The H1N1 virus, also known as the swine flu, was first detected in people in the U.S. last April, and exponentially spread across the nation within months, hospitalizing more than 250,000 people and killing 12,000.

Twenty-one deaths have occurred in the Baltimore-metropolitan region, which includes Harford and three other counties and Baltimore City. State public health officials won’t identify in which specific jurisdictions the deaths occurred.

While the H1N1 activity significantly declined after October, the virus is still active in the U.S. and is the predominant flu virus in circulation during the 2009-10 flu season, according to the Centers for Disease Control.

A third wave of the H1N1 is possible, and this period of down time may just be the calm before the storm.

“The virus is circulating and there are still cases,” Fran Phillips, deputy secretary for public health with the Maryland Department of Health and Mental Hygiene, said. “There is an uncertainty about the future.”

Phillips said nearly 40 percent of Marylanders are protected against the H1N1 virus.
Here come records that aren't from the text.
//! HTTP client for the kos-server REST API

use std::time::Duration;

use reqwest::{Client, Method, RequestBuilder, StatusCode};
use serde::Serialize;
use serde::de::DeserializeOwned;
use shared::error::{ApiResponse, ErrorCode};
use shared::models::{
    Booking, BookingCreate, BookingDetail, DashboardStats, ExtendBookingRequest, LoginRequest,
    LoginResponse, Payment, PaymentCreate, PaymentSummary, ProfileResponse, RefreshRequest,
    RegisterRequest, ReminderDetail, RoomListing, RoomStatus, RoomStatusUpdate, UserInfo,
};

use crate::{ClientConfig, ClientError, ClientResult};

/// HTTP client for kos-server
#[derive(Debug, Clone)]
pub struct KosClient {
    client: Client,
    base_url: String,
    token: Option<String>,
    refresh_token: Option<String>,
}

impl KosClient {
    /// Create a new HTTP client from configuration
    pub fn new(config: &ClientConfig) -> ClientResult<Self> {
        let client = Client::builder()
            .timeout(Duration::from_secs(config.timeout))
            .build()?;

        Ok(Self {
            client,
            base_url: config.base_url.trim_end_matches('/').to_string(),
            token: config.token.clone(),
            refresh_token: None,
        })
    }

    /// Set the authentication token
    pub fn with_token(mut self, token: impl Into<String>) -> Self {
        self.token = Some(token.into());
        self
    }

    /// Get the current token
    pub fn token(&self) -> Option<&str> {
        self.token.as_deref()
    }

    fn request(&self, method: Method, path: &str) -> RequestBuilder {
        let url = format!("{}/{}", self.base_url, path.trim_start_matches('/'));
        let request = self.client.request(method, url);
        match &self.token {
            Some(token) => request.bearer_auth(token),
            None => request,
        }
    }

    /// Make a GET request
    pub async fn get<T: DeserializeOwned>(&self, path: &str) -> ClientResult<T> {
        let response = self.request(Method::GET, path).send().await?;
        Self::into_data(Self::handle_response(response).await?)
    }

    /// Make a POST request with JSON body
    pub async fn post<T: DeserializeOwned, B: Serialize>(&self, path: &str, body: &B) -> ClientResult<T> {
        let response = self.request(Method::POST, path).json(body).send().await?;
        Self::into_data(Self::handle_response(response).await?)
    }

    /// Make a PUT request with JSON body
    pub async fn put<T: DeserializeOwned, B: Serialize>(&self, path: &str, body: &B) -> ClientResult<T> {
        let response = self.request(Method::PUT, path).json(body).send().await?;
        Self::into_data(Self::handle_response(response).await?)
    }

    /// Make a request without body
    pub async fn send_empty<T: DeserializeOwned>(&self, method: Method, path: &str) -> ClientResult<T> {
        let response = self.request(method, path).send().await?;
        Self::into_data(Self::handle_response(response).await?)
    }

    /// Decode the envelope; non-2xx answers become [`ClientError`]s
    async fn handle_response<T: DeserializeOwned>(
        response: reqwest::Response,
    ) -> ClientResult<ApiResponse<T>> {
        let status = response.status();
        let text = response.text().await?;

        if !status.is_success() {
            let envelope = serde_json::from_str::<ApiResponse<serde_json::Value>>(&text).ok();
            let message = envelope
                .as_ref()
                .map(|e| e.message.clone())
                .unwrap_or_else(|| text.clone());
            if status == StatusCode::UNAUTHORIZED {
                return Err(ClientError::Unauthorized(message));
            }
            let code = envelope
                .and_then(|e| e.code)
                .and_then(|c| ErrorCode::try_from(c).ok())
                .unwrap_or(ErrorCode::Unknown);
            return Err(ClientError::Api {
                status: status.as_u16(),
                code,
                message,
            });
        }

        Ok(serde_json::from_str(&text)?)
    }

    fn into_data<T>(envelope: ApiResponse<T>) -> ClientResult<T> {
        envelope
            .data
            .ok_or_else(|| ClientError::InvalidResponse(format!("Missing data: {}", envelope.message)))
    }

    async fn send_unit(&self, builder: RequestBuilder) -> ClientResult<()> {
        let response = builder.send().await?;
        Self::handle_response::<serde_json::Value>(response).await?;
        Ok(())
    }

    // ========== Auth API ==========

    /// Login and keep the issued tokens for later calls
    pub async fn login(&mut self, username: &str, password: &str) -> ClientResult<LoginResponse> {
        let request = LoginRequest {
            username: username.to_string(),
            password: password.to_string(),
        };
        let login: LoginResponse = self.post("/api/auth/login", &request).await?;
        self.token = Some(login.access_token.clone());
        self.refresh_token = Some(login.refresh_token.clone());
        Ok(login)
    }

    pub async fn register(&self, request: &RegisterRequest) -> ClientResult<UserInfo> {
        self.post("/api/auth/register", request).await
    }

    /// Exchange the stored refresh token for a new access token
    pub async fn refresh(&mut self) -> ClientResult<LoginResponse> {
        let refresh_token = self
            .refresh_token
            .clone()
            .ok_or_else(|| ClientError::Unauthorized("No refresh token".to_string()))?;
        let login: LoginResponse = self
            .post("/api/auth/refresh", &RefreshRequest { refresh_token })
            .await?;
        self.token = Some(login.access_token.clone());
        self.refresh_token = Some(login.refresh_token.clone());
        Ok(login)
    }

    /// Logout
    pub async fn logout(&mut self) -> ClientResult<()> {
        self.send_unit(self.request(Method::POST, "/api/auth/logout")).await?;
        self.token = None;
        self.refresh_token = None;
        Ok(())
    }

    pub async fn profile(&self) -> ClientResult<ProfileResponse> {
        self.get("/api/profile").await
    }

    // ========== Rooms ==========

    pub async fn list_rooms(&self, status: Option<RoomStatus>) -> ClientResult<Vec<RoomListing>> {
        match status {
            Some(status) => self.get(&format!("/api/kamar?status={}", status.as_str())).await,
            None => self.get("/api/kamar").await,
        }
    }

    pub async fn get_room(&self, id: i64) -> ClientResult<RoomListing> {
        self.get(&format!("/api/kamar/{id}")).await
    }

    /// Admin only
    pub async fn update_room_status(&self, id: i64, status: RoomStatus) -> ClientResult<RoomListing> {
        self.put(&format!("/api/kamar/{id}/status"), &RoomStatusUpdate { status })
            .await
    }

    // ========== Bookings ==========

    pub async fn create_booking(&self, request: &BookingCreate) -> ClientResult<Booking> {
        self.post("/api/bookings", request).await
    }

    /// Bookings of the signed-in tenant, with room and payments
    pub async fn my_bookings(&self) -> ClientResult<Vec<BookingDetail>> {
        self.get("/api/bookings").await
    }

    pub async fn get_booking(&self, id: i64) -> ClientResult<BookingDetail> {
        self.get(&format!("/api/bookings/{id}")).await
    }

    pub async fn cancel_booking(&self, id: i64) -> ClientResult<Booking> {
        self.send_empty(Method::POST, &format!("/api/bookings/{id}/cancel"))
            .await
    }

    /// Request an extension; returns the pending extension payment
    pub async fn extend_booking(&self, id: i64, months: i64) -> ClientResult<Payment> {
        self.post(
            &format!("/api/bookings/{id}/extend"),
            &ExtendBookingRequest { months },
        )
        .await
    }

    // ========== Payments ==========

    pub async fn create_payment(&self, booking_id: i64, payment_type: &str) -> ClientResult<Payment> {
        let request = PaymentCreate {
            booking_id,
            payment_type: payment_type.to_string(),
        };
        self.post("/api/payments", &request).await
    }

    pub async fn reminders(&self) -> ClientResult<Vec<ReminderDetail>> {
        self.get("/api/payments/reminders").await
    }

    /// Admin only
    pub async fn list_payments(&self) -> ClientResult<Vec<PaymentSummary>> {
        self.get("/api/payments").await
    }

    /// Admin only
    pub async fn confirm_payment(&self, id: i64) -> ClientResult<Payment> {
        self.send_empty(Method::PUT, &format!("/api/payments/{id}/confirm"))
            .await
    }

    /// Admin only
    pub async fn dashboard(&self) -> ClientResult<DashboardStats> {
        self.get("/api/admin/dashboard").await
    }
}

#[cfg(test)]
mod tests {
    use super::*;

    #[test]
    fn test_base_url_is_normalized() {
        let client = KosClient::new(&ClientConfig::new("http://localhost:8080/")).unwrap();
        assert_eq!(client.base_url, "http://localhost:8080");
        assert!(client.token().is_none());

        let client = client.with_token("abc");
        assert_eq!(client.token(), Some("abc"));
    }

    #[test]
    fn test_missing_data_is_invalid_response() {
        let envelope: ApiResponse<i64> = ApiResponse {
            code: Some(0),
            message: "OK".into(),
            data: None,
            details: None,
        };
        assert!(matches!(
            KosClient::into_data(envelope),
            Err(ClientError::InvalidResponse(_))
        ));
    }
}
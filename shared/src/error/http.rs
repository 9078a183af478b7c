//! HTTP status code mapping for error codes

use super::codes::ErrorCode;
use http::StatusCode;

impl ErrorCode {
    /// Get the appropriate HTTP status code for this error code
    pub fn http_status(&self) -> StatusCode {
        match self {
            // Success
            Self::Success => StatusCode::OK,

            // 404 Not Found
            Self::NotFound
            | Self::ProfileNotFound
            | Self::BookingNotFound
            | Self::PaymentNotFound
            | Self::ReminderNotFound
            | Self::RoomNotFound
            | Self::GalleryNotFound
            | Self::ReviewNotFound => StatusCode::NOT_FOUND,

            // 409 Conflict
            Self::AlreadyExists
            | Self::UsernameTaken
            | Self::EmailTaken
            | Self::BookingPending
            | Self::LeaseStillActive
            | Self::BookingClosed
            | Self::PaymentAlreadyConfirmed
            | Self::RoomNotAvailable
            | Self::RoomOccupied
            | Self::RoomHasBookings => StatusCode::CONFLICT,

            // 401 Unauthorized
            Self::NotAuthenticated
            | Self::InvalidCredentials
            | Self::TokenExpired
            | Self::TokenInvalid
            | Self::ExternalLoginFailed
            | Self::InvalidSignature => StatusCode::UNAUTHORIZED,

            // 403 Forbidden
            Self::PermissionDenied
            | Self::AdminRequired
            | Self::NotResourceOwner
            | Self::ReviewNotAllowed => StatusCode::FORBIDDEN,

            // 413 Payload Too Large
            Self::FileTooLarge => StatusCode::PAYLOAD_TOO_LARGE,

            // 429 Too Many Requests
            Self::TooManyRequests => StatusCode::TOO_MANY_REQUESTS,

            // 422 Unprocessable (business rule on a well-formed request)
            Self::InvalidBookingTransition
            | Self::BookingNotExtendable
            | Self::PaymentNotPending
            | Self::RoomStatusDerived => StatusCode::UNPROCESSABLE_ENTITY,

            // 502 Bad Gateway (upstream provider failed)
            Self::PaymentGatewayError | Self::EmailDeliveryFailed => StatusCode::BAD_GATEWAY,

            // 503 Service Unavailable (transient errors, client can retry)
            Self::NetworkError | Self::TimeoutError | Self::FeatureDisabled => {
                StatusCode::SERVICE_UNAVAILABLE
            }

            // 500 Internal Server Error
            Self::Unknown
            | Self::InternalError
            | Self::DatabaseError
            | Self::ConfigError
            | Self::FileStorageFailed => StatusCode::INTERNAL_SERVER_ERROR,

            // 400 Bad Request (default for validation errors)
            _ => StatusCode::BAD_REQUEST,
        }
    }
}
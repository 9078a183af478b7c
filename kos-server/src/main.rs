use std::net::SocketAddr;

use kos_server::auth::hash_password;
use kos_server::scheduler::Scheduler;
use kos_server::{AppState, BoxError, Config, api, db, logger};

#[tokio::main]
async fn main() -> Result<(), BoxError> {
    let _ = dotenvy::dotenv();

    let config = Config::from_env()?;
    let _log_guard = logger::init_logger(config.log_format.as_deref(), config.log_dir.as_deref());

    tracing::info!(
        environment = %config.environment,
        version = env!("CARGO_PKG_VERSION"),
        "Starting kos-server"
    );

    let state = AppState::new(config).await?;
    seed_admin(&state).await?;
    tokio::fs::create_dir_all(state.uploads.dir()).await?;

    let scheduler = Scheduler::start(state.clone());

    let addr = format!("0.0.0.0:{}", state.config.http_port);
    let listener = tokio::net::TcpListener::bind(&addr).await?;
    tracing::info!("kos-server HTTP listening on {addr}");

    let app = api::build_app(state);
    axum::serve(listener, app.into_make_service_with_connect_info::<SocketAddr>())
        .with_graceful_shutdown(async {
            let _ = tokio::signal::ctrl_c().await;
            tracing::info!("Shutdown signal received");
        })
        .await?;

    scheduler.shutdown().await;
    Ok(())
}

async fn seed_admin(state: &AppState) -> Result<(), BoxError> {
    let hash = hash_password(&state.config.admin_password)
        .map_err(|e| format!("Admin password hashing failed: {e}"))?;
    if let Some(id) = db::users::seed_admin(state.pool(), &state.config.admin_username, &hash).await? {
        tracing::info!(user_id = id, username = %state.config.admin_username, "Initial admin account created");
    }
    Ok(())
}
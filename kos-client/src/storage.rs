//! JSON file persistence for the client store

use std::fs;
use std::path::{Path, PathBuf};

use serde::Serialize;
use serde::de::DeserializeOwned;

use crate::ClientResult;

/// One JSON document on disk
#[derive(Debug, Clone)]
pub struct LocalStorage {
    path: PathBuf,
}

impl LocalStorage {
    pub fn new(path: impl Into<PathBuf>) -> Self {
        Self { path: path.into() }
    }

    pub fn path(&self) -> &Path {
        &self.path
    }

    /// Read the document, `None` when the file does not exist yet
    pub fn load<T: DeserializeOwned>(&self) -> ClientResult<Option<T>> {
        if !self.path.exists() {
            return Ok(None);
        }
        let content = fs::read_to_string(&self.path)?;
        Ok(Some(serde_json::from_str(&content)?))
    }

    /// Write through a temp file and rename, so readers never see a partial document
    pub fn save<T: Serialize>(&self, value: &T) -> ClientResult<()> {
        if let Some(parent) = self.path.parent() {
            fs::create_dir_all(parent)?;
        }
        let content = serde_json::to_string_pretty(value)?;
        let tmp = self.path.with_extension("json.tmp");
        fs::write(&tmp, content)?;
        fs::rename(&tmp, &self.path)?;
        Ok(())
    }

    pub fn delete(&self) -> ClientResult<()> {
        if self.path.exists() {
            fs::remove_file(&self.path)?;
        }
        Ok(())
    }
}
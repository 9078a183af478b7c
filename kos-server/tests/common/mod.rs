//! Shared fixtures: in-memory database, log-only mailer, temp upload dir

#![allow(dead_code)]

use std::io::Cursor;
use std::sync::Arc;

use chrono::{Days, NaiveDate};
use kos_server::auth::{CurrentUser, hash_password};
use kos_server::db::{self, DbService};
use kos_server::email::LogMailer;
use kos_server::uploads::UploadedFile;
use kos_server::{AppState, Config};
use shared::models::{RoomCreate, RoomType, UserRole};
use tempfile::TempDir;

pub const PASSWORD: &str = "rahasia123";

pub struct TestApp {
    pub state: AppState,
    pub mailer: LogMailer,
    /// Keeps the upload dir alive for the test
    _uploads: TempDir,
}

impl TestApp {
    pub async fn new() -> Self {
        Self::with_config(Config::default()).await
    }

    /// Same fixtures over a custom config; the upload dir is always a temp dir
    pub async fn with_config(config: Config) -> Self {
        let uploads = TempDir::new().unwrap();
        let config = Config {
            upload_dir: uploads.path().to_string_lossy().into_owned(),
            ..config
        };
        let db = DbService::in_memory().await.unwrap();
        let mailer = LogMailer::new();
        let state = AppState::from_parts(config, db, Arc::new(mailer.clone()), reqwest::Client::new());
        Self {
            state,
            mailer,
            _uploads: uploads,
        }
    }

    pub fn pool(&self) -> &sqlx::SqlitePool {
        self.state.pool()
    }

    pub async fn create_user(&self, username: &str, role: UserRole) -> CurrentUser {
        let hash = hash_password(PASSWORD).unwrap();
        let mut tx = self.pool().begin().await.unwrap();
        let id = db::users::create(&mut tx, username, &hash, role).await.unwrap();
        let email = format!("{username}@example.com");
        db::tenants::create(&mut tx, id, Some(username), Some(&email))
            .await
            .unwrap();
        tx.commit().await.unwrap();
        CurrentUser {
            id,
            username: username.to_string(),
            role,
        }
    }

    pub async fn tenant(&self, username: &str) -> CurrentUser {
        self.create_user(username, UserRole::Tenant).await
    }

    pub async fn admin(&self) -> CurrentUser {
        self.create_user("pengelola", UserRole::Admin).await
    }

    pub async fn create_room(&self, name: &str, price: f64) -> i64 {
        db::rooms::create(self.pool(), &room(name, price)).await.unwrap()
    }

    /// Files stored under one upload category
    pub fn stored_files(&self, category: &str) -> usize {
        std::fs::read_dir(self.state.uploads.dir().join(category))
            .map(|entries| entries.count())
            .unwrap_or(0)
    }

    pub fn access_token(&self, user: &CurrentUser) -> String {
        self.state
            .jwt
            .generate_access_token(user.id, &user.username, user.role)
            .unwrap()
    }
}

pub fn room(name: &str, price: f64) -> RoomCreate {
    RoomCreate {
        name: name.to_string(),
        room_type: RoomType::Standard,
        price,
        capacity: 1,
        floor: 1,
        size: "3x4".to_string(),
        bedrooms: 1,
        bathrooms: 1,
        facilities: vec!["AC".to_string(), "WiFi".to_string()],
        description: "Kamar nyaman dekat kampus".to_string(),
        image_url: None,
    }
}

/// A 2x2 PNG transfer receipt
pub fn receipt() -> UploadedFile {
    let mut out = Cursor::new(Vec::new());
    image::RgbImage::new(2, 2)
        .write_to(&mut out, image::ImageFormat::Png)
        .unwrap();
    UploadedFile {
        filename: "bukti.png".to_string(),
        data: out.into_inner(),
    }
}

pub fn date(y: i32, m: u32, d: u32) -> NaiveDate {
    NaiveDate::from_ymd_opt(y, m, d).unwrap()
}

/// A fixed "today" far enough ahead that start dates are never in the past
pub fn today() -> NaiveDate {
    date(2030, 1, 10)
}

pub fn days_after(day: NaiveDate, n: u64) -> NaiveDate {
    day + Days::new(n)
}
“If you have 40 percent of the population immune [in Maryland], is that enough to stop the third wave?” Phillips asked. “No one knows. It’s not clear whether that would snuff out the next outbreak.”

Phillips said the best bet still is to get vaccinated against H1N1.

“It comes back to the vaccine,” she said. “It has shown to be safe and effective.”

The threat of a third wave remains a reality, and the Harford County Health Department has done its part to prepare for another outbreak of the virus.

Leftover vaccine

Since the H1N1 vaccine became available in October, the local health department has administered 27,827 doses, but another nearly 11,500 doses sit unused.

Based on the latest Harford County population estimate of 246,000, the health department may have vaccinated about 11 percent of the population against H1N1; however, those clinics were not restricted to county residents.

Also unavailable are statistics on how many Harford residents received the H1N1 vaccine at doctor’s offices, private clinics or other private providers.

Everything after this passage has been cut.